** Extracted information follows **

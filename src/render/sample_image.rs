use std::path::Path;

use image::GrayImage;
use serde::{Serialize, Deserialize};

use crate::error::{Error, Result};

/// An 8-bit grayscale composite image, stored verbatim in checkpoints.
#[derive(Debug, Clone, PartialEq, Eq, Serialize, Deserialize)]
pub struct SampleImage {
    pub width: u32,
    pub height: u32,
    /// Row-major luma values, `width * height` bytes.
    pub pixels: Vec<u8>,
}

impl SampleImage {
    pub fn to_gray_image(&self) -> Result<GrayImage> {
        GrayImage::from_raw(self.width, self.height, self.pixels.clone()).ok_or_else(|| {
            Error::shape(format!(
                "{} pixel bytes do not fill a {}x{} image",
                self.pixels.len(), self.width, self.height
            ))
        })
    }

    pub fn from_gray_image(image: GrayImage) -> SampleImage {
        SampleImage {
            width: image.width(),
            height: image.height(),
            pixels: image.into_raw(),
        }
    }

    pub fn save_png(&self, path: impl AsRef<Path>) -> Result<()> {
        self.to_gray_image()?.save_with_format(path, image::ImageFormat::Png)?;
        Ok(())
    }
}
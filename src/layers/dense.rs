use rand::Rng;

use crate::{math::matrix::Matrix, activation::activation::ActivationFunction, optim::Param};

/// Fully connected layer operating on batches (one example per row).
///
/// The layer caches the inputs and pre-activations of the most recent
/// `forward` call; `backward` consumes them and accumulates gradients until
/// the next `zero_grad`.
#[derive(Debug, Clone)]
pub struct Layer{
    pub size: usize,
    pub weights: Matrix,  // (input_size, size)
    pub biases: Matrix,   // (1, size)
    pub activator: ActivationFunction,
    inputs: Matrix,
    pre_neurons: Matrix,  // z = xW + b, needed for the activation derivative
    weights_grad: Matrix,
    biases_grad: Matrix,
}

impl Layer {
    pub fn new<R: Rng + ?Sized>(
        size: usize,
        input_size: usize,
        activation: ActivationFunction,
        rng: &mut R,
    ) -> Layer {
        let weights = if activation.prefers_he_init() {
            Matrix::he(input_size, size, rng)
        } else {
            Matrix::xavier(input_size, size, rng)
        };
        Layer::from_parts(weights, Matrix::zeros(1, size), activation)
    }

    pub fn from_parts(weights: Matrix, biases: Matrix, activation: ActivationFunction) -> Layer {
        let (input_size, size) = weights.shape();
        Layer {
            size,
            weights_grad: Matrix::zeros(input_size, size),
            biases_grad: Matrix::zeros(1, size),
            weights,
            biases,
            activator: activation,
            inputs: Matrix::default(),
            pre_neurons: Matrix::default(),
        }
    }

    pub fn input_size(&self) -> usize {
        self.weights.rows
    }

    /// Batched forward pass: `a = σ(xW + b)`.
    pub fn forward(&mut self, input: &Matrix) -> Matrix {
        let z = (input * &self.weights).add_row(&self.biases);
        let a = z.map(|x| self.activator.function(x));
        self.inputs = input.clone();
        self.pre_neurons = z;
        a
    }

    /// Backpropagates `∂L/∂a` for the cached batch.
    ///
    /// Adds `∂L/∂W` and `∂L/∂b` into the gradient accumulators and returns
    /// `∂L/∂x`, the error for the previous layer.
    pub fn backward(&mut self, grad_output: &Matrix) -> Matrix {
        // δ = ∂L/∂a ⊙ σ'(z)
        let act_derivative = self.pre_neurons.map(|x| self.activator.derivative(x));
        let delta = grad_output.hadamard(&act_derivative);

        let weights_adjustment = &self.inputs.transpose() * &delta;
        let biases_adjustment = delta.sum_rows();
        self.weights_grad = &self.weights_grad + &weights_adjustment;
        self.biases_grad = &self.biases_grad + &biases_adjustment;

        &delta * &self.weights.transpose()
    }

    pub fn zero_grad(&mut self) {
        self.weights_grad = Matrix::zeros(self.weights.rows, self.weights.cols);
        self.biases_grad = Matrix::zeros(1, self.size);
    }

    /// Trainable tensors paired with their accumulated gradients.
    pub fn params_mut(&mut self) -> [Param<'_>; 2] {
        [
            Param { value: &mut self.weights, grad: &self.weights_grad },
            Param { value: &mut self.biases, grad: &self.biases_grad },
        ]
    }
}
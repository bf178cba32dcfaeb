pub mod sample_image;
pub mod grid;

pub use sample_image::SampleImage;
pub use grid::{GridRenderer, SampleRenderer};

** End of Extracted information **
** Extracted information follows **

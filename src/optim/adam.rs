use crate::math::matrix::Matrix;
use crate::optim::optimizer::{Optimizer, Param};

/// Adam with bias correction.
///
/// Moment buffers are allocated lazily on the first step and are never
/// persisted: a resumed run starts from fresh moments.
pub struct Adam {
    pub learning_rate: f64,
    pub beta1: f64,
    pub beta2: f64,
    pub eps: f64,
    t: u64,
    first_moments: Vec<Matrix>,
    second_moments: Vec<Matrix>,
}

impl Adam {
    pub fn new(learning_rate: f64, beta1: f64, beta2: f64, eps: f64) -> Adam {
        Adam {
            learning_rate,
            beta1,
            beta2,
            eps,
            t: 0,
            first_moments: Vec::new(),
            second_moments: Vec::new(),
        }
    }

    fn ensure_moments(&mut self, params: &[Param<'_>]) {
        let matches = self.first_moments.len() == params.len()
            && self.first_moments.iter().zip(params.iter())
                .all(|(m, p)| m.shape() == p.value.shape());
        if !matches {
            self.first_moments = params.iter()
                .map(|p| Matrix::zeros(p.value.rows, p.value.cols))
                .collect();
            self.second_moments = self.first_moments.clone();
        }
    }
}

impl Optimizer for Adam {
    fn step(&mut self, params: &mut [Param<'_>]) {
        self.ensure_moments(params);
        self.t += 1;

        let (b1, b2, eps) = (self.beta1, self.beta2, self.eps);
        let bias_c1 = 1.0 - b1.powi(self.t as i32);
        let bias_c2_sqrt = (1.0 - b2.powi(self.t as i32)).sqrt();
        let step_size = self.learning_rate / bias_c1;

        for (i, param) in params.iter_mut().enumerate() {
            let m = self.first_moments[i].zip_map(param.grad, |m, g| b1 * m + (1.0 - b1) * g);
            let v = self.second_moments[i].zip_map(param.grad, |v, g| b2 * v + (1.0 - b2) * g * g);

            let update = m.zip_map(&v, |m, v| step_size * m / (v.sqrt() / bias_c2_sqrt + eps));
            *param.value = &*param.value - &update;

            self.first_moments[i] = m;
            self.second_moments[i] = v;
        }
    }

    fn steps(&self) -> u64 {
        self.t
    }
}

** End of Extracted information **
** Extracted information follows **

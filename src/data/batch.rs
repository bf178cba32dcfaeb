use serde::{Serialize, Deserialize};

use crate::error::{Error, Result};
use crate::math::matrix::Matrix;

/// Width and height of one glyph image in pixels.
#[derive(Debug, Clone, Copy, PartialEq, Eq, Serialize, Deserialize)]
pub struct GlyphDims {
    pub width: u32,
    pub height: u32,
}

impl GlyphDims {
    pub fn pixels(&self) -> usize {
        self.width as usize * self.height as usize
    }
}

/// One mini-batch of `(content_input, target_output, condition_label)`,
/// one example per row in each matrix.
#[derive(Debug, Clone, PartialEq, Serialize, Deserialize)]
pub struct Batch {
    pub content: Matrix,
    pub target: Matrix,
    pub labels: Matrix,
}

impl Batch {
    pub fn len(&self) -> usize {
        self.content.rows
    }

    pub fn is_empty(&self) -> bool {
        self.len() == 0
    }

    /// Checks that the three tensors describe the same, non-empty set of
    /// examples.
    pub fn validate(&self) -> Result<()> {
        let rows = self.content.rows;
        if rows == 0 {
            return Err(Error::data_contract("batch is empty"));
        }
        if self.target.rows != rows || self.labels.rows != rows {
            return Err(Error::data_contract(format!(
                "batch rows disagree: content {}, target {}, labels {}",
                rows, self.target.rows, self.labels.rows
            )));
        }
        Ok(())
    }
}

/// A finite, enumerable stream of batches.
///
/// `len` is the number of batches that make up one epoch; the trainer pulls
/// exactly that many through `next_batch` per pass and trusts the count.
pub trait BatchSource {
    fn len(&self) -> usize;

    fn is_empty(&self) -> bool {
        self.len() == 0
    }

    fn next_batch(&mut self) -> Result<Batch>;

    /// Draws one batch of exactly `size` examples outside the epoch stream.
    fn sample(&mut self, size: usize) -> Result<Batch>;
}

** End of Extracted information **

• _Problem statement_
Return each line from the material that includes the string "filename".

• _Task response_
filename src/render/sample_image.rs
filename src/layers/dense.rs
filename src/optim/adam.rs
filename src/data/batch.rs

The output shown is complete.